RECORDS SHOWN
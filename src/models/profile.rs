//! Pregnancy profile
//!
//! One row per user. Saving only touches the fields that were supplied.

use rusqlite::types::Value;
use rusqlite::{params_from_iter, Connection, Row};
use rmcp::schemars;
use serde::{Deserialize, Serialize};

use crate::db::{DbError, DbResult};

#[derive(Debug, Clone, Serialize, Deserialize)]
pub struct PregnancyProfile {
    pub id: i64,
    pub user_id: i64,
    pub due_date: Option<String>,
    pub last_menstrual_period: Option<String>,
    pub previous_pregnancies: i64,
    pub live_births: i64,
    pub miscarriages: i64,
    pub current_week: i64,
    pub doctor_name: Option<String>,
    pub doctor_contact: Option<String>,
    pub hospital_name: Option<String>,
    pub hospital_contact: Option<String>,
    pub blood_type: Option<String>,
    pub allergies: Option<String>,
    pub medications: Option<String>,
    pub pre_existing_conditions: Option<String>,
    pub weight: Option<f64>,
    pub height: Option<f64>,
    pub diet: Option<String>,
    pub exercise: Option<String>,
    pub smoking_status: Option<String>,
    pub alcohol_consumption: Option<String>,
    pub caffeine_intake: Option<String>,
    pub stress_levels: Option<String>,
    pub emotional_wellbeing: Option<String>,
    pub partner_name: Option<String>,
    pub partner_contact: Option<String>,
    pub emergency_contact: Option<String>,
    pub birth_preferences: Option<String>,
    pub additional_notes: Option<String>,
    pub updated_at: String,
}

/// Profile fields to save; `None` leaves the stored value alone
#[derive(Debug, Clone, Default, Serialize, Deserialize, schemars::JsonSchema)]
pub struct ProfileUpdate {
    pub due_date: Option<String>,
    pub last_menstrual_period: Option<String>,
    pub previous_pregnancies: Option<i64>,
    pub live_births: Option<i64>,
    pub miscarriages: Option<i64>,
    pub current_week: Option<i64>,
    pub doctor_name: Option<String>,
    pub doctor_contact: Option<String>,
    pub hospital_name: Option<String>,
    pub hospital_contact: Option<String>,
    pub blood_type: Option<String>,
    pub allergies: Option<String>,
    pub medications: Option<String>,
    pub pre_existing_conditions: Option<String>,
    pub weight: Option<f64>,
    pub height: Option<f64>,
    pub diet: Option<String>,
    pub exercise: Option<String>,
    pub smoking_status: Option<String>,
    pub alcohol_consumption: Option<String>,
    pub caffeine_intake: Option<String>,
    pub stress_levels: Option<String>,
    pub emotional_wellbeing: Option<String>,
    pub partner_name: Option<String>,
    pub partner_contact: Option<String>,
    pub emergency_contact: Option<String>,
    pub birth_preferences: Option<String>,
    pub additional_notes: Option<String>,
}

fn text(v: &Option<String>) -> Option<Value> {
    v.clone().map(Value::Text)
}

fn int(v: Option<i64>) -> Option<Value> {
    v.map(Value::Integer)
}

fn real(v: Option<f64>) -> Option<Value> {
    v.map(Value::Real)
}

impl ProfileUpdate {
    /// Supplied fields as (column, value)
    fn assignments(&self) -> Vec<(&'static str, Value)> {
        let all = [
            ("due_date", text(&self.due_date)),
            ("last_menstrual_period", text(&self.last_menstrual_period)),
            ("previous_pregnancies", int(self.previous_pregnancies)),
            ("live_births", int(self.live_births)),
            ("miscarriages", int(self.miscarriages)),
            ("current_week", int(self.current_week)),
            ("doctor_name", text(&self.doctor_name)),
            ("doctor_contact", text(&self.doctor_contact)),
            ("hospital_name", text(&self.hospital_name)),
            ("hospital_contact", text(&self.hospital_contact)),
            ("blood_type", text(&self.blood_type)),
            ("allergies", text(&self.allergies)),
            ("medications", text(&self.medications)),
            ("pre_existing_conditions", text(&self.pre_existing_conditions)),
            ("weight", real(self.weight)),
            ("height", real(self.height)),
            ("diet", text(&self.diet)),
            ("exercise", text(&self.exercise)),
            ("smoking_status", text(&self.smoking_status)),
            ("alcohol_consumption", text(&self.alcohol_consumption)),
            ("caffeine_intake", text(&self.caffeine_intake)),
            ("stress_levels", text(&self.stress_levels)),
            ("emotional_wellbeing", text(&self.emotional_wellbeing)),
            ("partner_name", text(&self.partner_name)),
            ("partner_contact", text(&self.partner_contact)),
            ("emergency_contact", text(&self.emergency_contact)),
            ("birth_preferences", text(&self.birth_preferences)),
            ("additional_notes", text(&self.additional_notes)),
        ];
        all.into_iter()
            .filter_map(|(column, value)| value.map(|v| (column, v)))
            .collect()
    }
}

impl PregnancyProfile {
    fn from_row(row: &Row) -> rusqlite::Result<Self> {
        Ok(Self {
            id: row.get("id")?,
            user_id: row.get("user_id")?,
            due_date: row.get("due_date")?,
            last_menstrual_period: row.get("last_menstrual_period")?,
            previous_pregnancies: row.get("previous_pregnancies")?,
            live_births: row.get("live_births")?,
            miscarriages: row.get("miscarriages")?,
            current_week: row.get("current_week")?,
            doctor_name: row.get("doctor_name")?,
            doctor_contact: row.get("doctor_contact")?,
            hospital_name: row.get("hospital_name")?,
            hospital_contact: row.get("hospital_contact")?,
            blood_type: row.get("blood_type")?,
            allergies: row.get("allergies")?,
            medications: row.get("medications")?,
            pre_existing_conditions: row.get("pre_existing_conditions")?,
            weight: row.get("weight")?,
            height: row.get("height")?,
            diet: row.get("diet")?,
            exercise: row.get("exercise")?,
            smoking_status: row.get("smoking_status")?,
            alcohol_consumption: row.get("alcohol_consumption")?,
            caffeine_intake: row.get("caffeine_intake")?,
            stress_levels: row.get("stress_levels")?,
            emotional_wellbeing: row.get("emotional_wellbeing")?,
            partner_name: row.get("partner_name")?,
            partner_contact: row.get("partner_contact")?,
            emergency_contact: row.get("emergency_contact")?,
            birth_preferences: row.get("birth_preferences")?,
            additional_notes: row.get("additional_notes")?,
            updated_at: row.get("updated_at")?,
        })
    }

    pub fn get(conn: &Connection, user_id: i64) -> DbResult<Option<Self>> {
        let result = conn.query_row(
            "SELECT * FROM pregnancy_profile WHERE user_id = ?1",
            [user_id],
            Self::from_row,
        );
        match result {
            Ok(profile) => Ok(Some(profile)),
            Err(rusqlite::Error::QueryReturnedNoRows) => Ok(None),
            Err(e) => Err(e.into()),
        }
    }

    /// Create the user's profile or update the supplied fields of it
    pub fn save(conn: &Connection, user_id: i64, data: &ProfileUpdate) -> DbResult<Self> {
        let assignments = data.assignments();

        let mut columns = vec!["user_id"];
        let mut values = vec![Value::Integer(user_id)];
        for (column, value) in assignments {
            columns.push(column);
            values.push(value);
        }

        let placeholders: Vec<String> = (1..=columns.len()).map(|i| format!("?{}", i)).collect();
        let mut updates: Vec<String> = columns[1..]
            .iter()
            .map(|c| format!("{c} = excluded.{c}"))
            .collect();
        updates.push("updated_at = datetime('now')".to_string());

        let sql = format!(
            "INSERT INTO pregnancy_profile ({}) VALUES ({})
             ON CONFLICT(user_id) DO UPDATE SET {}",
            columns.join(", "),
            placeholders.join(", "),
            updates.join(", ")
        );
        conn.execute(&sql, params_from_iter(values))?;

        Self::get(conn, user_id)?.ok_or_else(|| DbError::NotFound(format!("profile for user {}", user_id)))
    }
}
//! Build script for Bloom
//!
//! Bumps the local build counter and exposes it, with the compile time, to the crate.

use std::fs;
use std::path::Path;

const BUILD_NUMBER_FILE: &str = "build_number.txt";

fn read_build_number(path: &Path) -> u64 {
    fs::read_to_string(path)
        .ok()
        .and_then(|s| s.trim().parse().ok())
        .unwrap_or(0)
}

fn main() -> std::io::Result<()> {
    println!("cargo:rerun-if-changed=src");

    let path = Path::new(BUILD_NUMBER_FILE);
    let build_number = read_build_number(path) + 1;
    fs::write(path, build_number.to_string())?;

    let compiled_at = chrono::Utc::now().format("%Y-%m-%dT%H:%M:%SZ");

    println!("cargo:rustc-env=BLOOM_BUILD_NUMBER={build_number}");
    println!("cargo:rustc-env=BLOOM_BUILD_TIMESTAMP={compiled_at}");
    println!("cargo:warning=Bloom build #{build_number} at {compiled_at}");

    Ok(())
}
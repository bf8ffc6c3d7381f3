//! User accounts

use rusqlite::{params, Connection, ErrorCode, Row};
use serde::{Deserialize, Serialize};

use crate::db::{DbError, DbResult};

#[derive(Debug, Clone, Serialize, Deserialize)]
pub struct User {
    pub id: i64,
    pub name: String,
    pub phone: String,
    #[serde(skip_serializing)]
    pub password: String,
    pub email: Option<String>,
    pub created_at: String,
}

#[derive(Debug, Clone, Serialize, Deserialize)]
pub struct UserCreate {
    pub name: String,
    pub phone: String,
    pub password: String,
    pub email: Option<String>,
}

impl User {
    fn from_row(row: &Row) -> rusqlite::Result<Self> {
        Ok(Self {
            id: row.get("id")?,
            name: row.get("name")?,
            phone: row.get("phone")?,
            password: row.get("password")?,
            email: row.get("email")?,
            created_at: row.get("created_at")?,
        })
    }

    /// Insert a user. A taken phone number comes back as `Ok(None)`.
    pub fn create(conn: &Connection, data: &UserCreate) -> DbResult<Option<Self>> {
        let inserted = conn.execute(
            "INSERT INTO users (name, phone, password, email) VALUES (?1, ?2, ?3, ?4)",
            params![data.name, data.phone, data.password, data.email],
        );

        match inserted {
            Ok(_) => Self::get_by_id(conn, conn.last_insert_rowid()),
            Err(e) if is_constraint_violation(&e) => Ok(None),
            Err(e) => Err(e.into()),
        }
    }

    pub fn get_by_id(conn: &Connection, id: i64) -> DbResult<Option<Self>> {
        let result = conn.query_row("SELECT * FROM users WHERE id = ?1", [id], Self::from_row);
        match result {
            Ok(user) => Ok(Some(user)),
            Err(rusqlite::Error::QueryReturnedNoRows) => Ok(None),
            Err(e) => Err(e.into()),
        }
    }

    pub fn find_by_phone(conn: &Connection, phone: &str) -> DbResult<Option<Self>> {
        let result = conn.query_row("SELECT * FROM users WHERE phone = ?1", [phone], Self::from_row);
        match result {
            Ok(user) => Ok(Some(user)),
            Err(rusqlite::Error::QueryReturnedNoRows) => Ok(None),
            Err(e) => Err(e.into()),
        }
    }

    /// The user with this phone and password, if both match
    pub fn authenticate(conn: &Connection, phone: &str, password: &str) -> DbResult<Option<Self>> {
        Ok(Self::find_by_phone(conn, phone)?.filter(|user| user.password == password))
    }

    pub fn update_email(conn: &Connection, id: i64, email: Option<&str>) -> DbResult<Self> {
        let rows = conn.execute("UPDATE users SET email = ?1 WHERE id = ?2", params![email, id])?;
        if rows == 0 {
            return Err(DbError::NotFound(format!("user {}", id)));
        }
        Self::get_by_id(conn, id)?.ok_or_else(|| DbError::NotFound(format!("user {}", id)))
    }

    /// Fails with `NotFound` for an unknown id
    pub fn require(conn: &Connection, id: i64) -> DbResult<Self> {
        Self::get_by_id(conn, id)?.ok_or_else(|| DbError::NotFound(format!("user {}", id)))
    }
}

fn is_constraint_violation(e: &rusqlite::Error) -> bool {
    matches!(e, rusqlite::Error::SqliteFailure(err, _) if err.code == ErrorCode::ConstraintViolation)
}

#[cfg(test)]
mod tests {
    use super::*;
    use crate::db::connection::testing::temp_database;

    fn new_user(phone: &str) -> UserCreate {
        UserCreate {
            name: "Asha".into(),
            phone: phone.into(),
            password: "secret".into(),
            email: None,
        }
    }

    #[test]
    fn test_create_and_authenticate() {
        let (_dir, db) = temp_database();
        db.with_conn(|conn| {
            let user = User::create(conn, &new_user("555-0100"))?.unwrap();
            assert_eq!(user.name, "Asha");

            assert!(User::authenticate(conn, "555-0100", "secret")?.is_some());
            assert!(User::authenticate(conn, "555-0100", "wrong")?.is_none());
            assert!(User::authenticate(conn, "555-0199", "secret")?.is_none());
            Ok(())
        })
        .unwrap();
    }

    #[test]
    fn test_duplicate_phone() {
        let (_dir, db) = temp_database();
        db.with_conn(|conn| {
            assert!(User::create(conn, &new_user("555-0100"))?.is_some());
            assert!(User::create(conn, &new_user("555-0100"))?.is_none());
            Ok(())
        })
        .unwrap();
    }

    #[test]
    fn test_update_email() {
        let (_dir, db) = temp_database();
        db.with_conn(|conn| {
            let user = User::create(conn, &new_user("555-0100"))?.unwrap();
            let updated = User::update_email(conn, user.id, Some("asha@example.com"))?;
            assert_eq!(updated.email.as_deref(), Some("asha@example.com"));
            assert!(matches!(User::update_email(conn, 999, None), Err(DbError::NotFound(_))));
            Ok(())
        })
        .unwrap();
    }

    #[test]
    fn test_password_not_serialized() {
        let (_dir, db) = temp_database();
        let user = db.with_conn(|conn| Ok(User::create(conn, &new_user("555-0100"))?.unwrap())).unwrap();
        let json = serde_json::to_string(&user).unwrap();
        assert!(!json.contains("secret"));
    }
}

WORK REQUIRED
Looking at the records above, return exactly the lines from the line with "if both match" to the line with "an unknown id", both ends included.

ANSWER SPACE
    /// The user with this phone and password, if both match
    pub fn authenticate(conn: &Connection, phone: &str, password: &str) -> DbResult<Option<Self>> {
        Ok(Self::find_by_phone(conn, phone)?.filter(|user| user.password == password))
    }

    pub fn update_email(conn: &Connection, id: i64, email: Option<&str>) -> DbResult<Self> {
        let rows = conn.execute("UPDATE users SET email = ?1 WHERE id = ?2", params![email, id])?;
        if rows == 0 {
            return Err(DbError::NotFound(format!("user {}", id)));
        }
        Self::get_by_id(conn, id)?.ok_or_else(|| DbError::NotFound(format!("user {}", id)))
    }

    /// Fails with `NotFound` for an unknown id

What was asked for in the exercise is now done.